Durante o ano passado, a Entidade Nacional para o Sector Energético (ENSE), que regula o sector dos combustíveis, contabilizou um total de 3629 queixas, registando um aumento de 925, ou seja 34% face ao ano anterior.
De acordo com a própria entidade este valor é o mais alto dos últimos cinco anos, com o número de reclamações sobre postos de combustíveis a mais que triplicar desde 2015.
O principal motivo de queixa é o atendimento. Ainda que o número de reclamações nesse campo tenha diminuído, a ENSE registou 433 queixas em 2019, o equivalente a mais de uma por cada dia.
Para além do atendimento, também a existência de irregularidades nos equipamentos, erros ou recusa de facturação e os preços dos combustíveis, são outros dos motivos de reclamação apontados pelos clientes. Segundo a ENSE, a falta de serviços de apoio, ar e água, correspondeu a 248 queixas.

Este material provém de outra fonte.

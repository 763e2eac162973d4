//! Persistent B+ tree built on the pager.
//!
//! Every operation works on fresh node images read from disk; nothing is
//! cached. Writes replace the persisted copy of a node wholesale. The tree
//! supports exact lookup, lower-bound lookup, forward iteration across the
//! leaf chain, and insertion with recursive split propagation. There is no
//! deletion.

use crate::keys::IndexKey;
use crate::node::Node;
use crate::pager::{FixedRecord, Pager};
use bytes::{Buf, BufMut};
use folio_common::{FolioError, Result};
use std::cmp::Ordering;
use std::marker::PhantomData;
use std::sync::Arc;

/// Tree header, persisted as a typed record at file offset 0.
///
/// Node slots are addressed by the node record size with the root at slot 1,
/// so the header bytes never alias a live node.
#[derive(Debug, Clone, Copy)]
struct Header {
    /// Slot of the root node.
    root_id: i64,
    /// Number of allocated node slots; the high-water mark for allocation.
    count: i64,
}

impl FixedRecord for Header {
    const DISK_SIZE: usize = 16;

    fn write_to(&self, mut buf: &mut [u8]) {
        buf.put_i64_le(self.root_id);
        buf.put_i64_le(self.count);
    }

    fn read_from(mut buf: &[u8]) -> Self {
        Self {
            root_id: buf.get_i64_le(),
            count: buf.get_i64_le(),
        }
    }
}

/// Which half of an overflowing node a split copy targets.
#[derive(Debug, Clone, Copy, PartialEq, Eq)]
enum Half {
    Lower,
    Upper,
}

/// A persistent B+ tree of fanout `ORDER` keyed by `K`.
pub struct BplusTree<K: IndexKey, const ORDER: usize> {
    pager: Arc<Pager>,
    header: Header,
    _marker: PhantomData<K>,
}

impl<K: IndexKey, const ORDER: usize> BplusTree<K, ORDER> {
    /// Opens the tree stored in `pager`, initialising a fresh root and
    /// header when the pager just created its file.
    pub fn open(pager: Arc<Pager>) -> Result<Self> {
        let header = if pager.created() {
            let header = Header { root_id: 1, count: 1 };
            let root: Node<K, ORDER> = Node::new(header.root_id);
            pager.save(root.page_id, &root)?;
            pager.save(0, &header)?;
            header
        } else {
            pager
                .recover::<Header>(0)?
                .ok_or_else(|| FolioError::FileCorrupt {
                    path: pager.path().to_path_buf(),
                })?
        };
        Ok(Self {
            pager,
            header,
            _marker: PhantomData,
        })
    }

    /// A cursor at the first key in order, or an ended cursor if the tree
    /// is empty.
    pub fn begin(&self) -> Result<Cursor<K, ORDER>> {
        let mut node = self.read_node(self.header.root_id)?;
        while !node.is_leaf() {
            node = self.read_node(node.children[0])?;
        }
        let mut cursor = Cursor {
            pager: Arc::clone(&self.pager),
            node,
            index: 0,
        };
        if cursor.node.count == 0 {
            cursor.advance()?;
        }
        Ok(cursor)
    }

    /// Finds a key order-equal to `value`.
    pub fn find(&self, value: &K) -> Result<Option<Cursor<K, ORDER>>> {
        let cursor = self.find_geq(value)?;
        if !cursor.is_end() && cursor.key().order_cmp(value) == Ordering::Equal {
            Ok(Some(cursor))
        } else {
            Ok(None)
        }
    }

    /// A cursor at the first key ≥ `value` in iteration order, or an ended
    /// cursor if every key is smaller.
    pub fn find_geq(&self, value: &K) -> Result<Cursor<K, ORDER>> {
        let root = self.read_node(self.header.root_id)?;
        self.find_from(root, value)
    }

    /// Inserts `value`, splitting overflowing nodes on the way back up.
    /// Duplicate keys are permitted.
    pub fn insert(&mut self, value: K) -> Result<()> {
        let mut root = self.read_node(self.header.root_id)?;
        let overflowed = self.insert_helper(&mut root, value)?;
        if overflowed {
            self.split_root()?;
        }
        Ok(())
    }

    fn find_from(&self, node: Node<K, ORDER>, value: &K) -> Result<Cursor<K, ORDER>> {
        if !node.is_leaf() {
            // Internal comparison is <=: duplicates of a separator are
            // routed right, and the leftmost match surfaces at the leaf.
            let mut pos = 0;
            while pos < node.count && node.data[pos].order_cmp(value) != Ordering::Greater {
                pos += 1;
            }
            let child = self.read_node(node.children[pos])?;
            self.find_from(child, value)
        } else {
            let mut pos = 0;
            while pos < node.count && node.data[pos].order_cmp(value) == Ordering::Less {
                pos += 1;
            }
            let past_leaf = pos == node.count;
            let mut cursor = Cursor {
                pager: Arc::clone(&self.pager),
                node,
                index: pos,
            };
            if past_leaf {
                cursor.advance()?;
            }
            Ok(cursor)
        }
    }

    fn insert_helper(&mut self, n: &mut Node<K, ORDER>, value: K) -> Result<bool> {
        let mut pos = 0;
        while pos < n.count && n.data[pos].order_cmp(&value) == Ordering::Less {
            pos += 1;
        }
        if n.children[pos] != 0 {
            let mut child = self.read_node(n.children[pos])?;
            let overflowed = self.insert_helper(&mut child, value)?;
            if overflowed {
                self.split_child(n, pos)?;
            }
        } else {
            n.insert_in_node(pos, value);
            self.write_node(n)?;
        }
        Ok(n.is_overflow())
    }

    /// Splits the overflowing child at `children[pos]` of `n`, promoting
    /// the separator into `n`.
    fn split_child(&mut self, n: &mut Node<K, ORDER>, pos: usize) -> Result<()> {
        // The overflow image was persisted by the recursive insert; reread
        // it and rebuild its slot as the left half.
        let overflow = self.read_node(n.children[pos])?;
        let mut left = overflow.clone();
        left.count = 0;
        let mut right = self.new_node()?;

        let mut cursor = 0;
        Self::copy_half(&overflow, &mut left, Half::Lower, &mut cursor);
        n.insert_in_node(pos, overflow.data[cursor]);
        if overflow.is_leaf() {
            // Leaf split: the separator is copied up and also retained at
            // the head of the right leaf; the leaf chain threads through.
            right.right = left.right;
            left.right = right.page_id;
        } else {
            // Internal split: the separator moves up and is skipped.
            cursor += 1;
        }
        Self::copy_half(&overflow, &mut right, Half::Upper, &mut cursor);

        n.children[pos] = left.page_id;
        n.children[pos + 1] = right.page_id;
        self.write_node(n)?;
        self.write_node(&left)?;
        self.write_node(&right)?;
        Ok(())
    }

    /// Splits an overflowing root into two fresh children, keeping the root
    /// at its slot with the median separator as its only key.
    fn split_root(&mut self) -> Result<()> {
        let mut overflow = self.read_node(self.header.root_id)?;
        let mut left = self.new_node()?;
        let mut right = self.new_node()?;

        let mut cursor = 0;
        Self::copy_half(&overflow, &mut left, Half::Lower, &mut cursor);
        overflow.data[0] = overflow.data[cursor];
        left.right = right.page_id;
        if !overflow.is_leaf() {
            cursor += 1;
        }
        Self::copy_half(&overflow, &mut right, Half::Upper, &mut cursor);

        overflow.count = 1;
        overflow.children[0] = left.page_id;
        overflow.children[1] = right.page_id;
        self.write_node(&overflow)?;
        self.write_node(&left)?;
        self.write_node(&right)?;
        Ok(())
    }

    /// Copies key/child pairs from `src` into `dst` starting at `*cursor`,
    /// up to the half boundary, plus the trailing child pointer. The cursor
    /// is shared across the lower/upper pair of calls.
    fn copy_half(src: &Node<K, ORDER>, dst: &mut Node<K, ORDER>, half: Half, cursor: &mut usize) {
        let stop = match half {
            Half::Lower => ORDER.div_ceil(2),
            Half::Upper => ORDER + 1,
        };
        let mut i = 0;
        while *cursor < stop {
            dst.children[i] = src.children[*cursor];
            dst.data[i] = src.data[*cursor];
            dst.count += 1;
            *cursor += 1;
            i += 1;
        }
        dst.children[i] = src.children[*cursor];
    }

    /// Allocates a fresh node slot. The header is persisted immediately;
    /// the node itself is not written until the caller does so.
    fn new_node(&mut self) -> Result<Node<K, ORDER>> {
        self.header.count += 1;
        let node = Node::new(self.header.count);
        self.pager.save(0, &self.header)?;
        Ok(node)
    }

    fn read_node(&self, id: i64) -> Result<Node<K, ORDER>> {
        self.pager
            .recover::<Node<K, ORDER>>(id)?
            .ok_or(FolioError::PageNotFound { page: id })
    }

    fn write_node(&self, node: &Node<K, ORDER>) -> Result<()> {
        self.pager.save(node.page_id, node)
    }
}

impl<K: IndexKey, const ORDER: usize> std::fmt::Debug for BplusTree<K, ORDER> {
    fn fmt(&self, f: &mut std::fmt::Formatter<'_>) -> std::fmt::Result {
        f.debug_struct("BplusTree")
            .field("root_id", &self.header.root_id)
            .field("nodes", &self.header.count)
            .finish()
    }
}

/// Forward-only cursor over the keys of a [`BplusTree`].
///
/// A cursor holds the image of one leaf and an index into it; advancing past
/// the last slot loads the next leaf through the `right` chain. The ended
/// cursor is a sentinel with a negative page id.
pub struct Cursor<K: IndexKey, const ORDER: usize> {
    pager: Arc<Pager>,
    node: Node<K, ORDER>,
    index: usize,
}

impl<K: IndexKey, const ORDER: usize> Cursor<K, ORDER> {
    /// Whether the cursor has run off the end of the leaf chain.
    pub fn is_end(&self) -> bool {
        self.node.page_id < 0
    }

    /// The key under the cursor. Must not be called on an ended cursor.
    pub fn key(&self) -> &K {
        &self.node.data[self.index]
    }

    /// Moves to the next key in order, following the leaf chain.
    pub fn advance(&mut self) -> Result<()> {
        if self.index + 1 < self.node.count {
            self.index += 1;
        } else {
            self.index = 0;
            if self.node.right == 0 {
                self.node = Node::new(-1);
            } else {
                self.node = match self.pager.recover::<Node<K, ORDER>>(self.node.right)? {
                    Some(node) => node,
                    None => Node::new(-1),
                };
            }
        }
        Ok(())
    }
}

Agosto foi o pior mês do ano, registando 475 reclamações, um valor recorde verificado em 2019.
De recordar que as reclamações sobre os serviços prestados, pelas mais de três mil gasolineiras espalhadas pelo país, devem ser apresentadas através do livro eletrónico, ou seja, online, de acordo com regras instituídas desde o inicio de 2017.
Uma das novas regras anunciadas pela ENSE é a obrigação dos postos de combustível de divulgarem todos os preços, tanto dos combustíveis como do gás de garrafa, impostos, contactos e linhas de apoio do consumidor.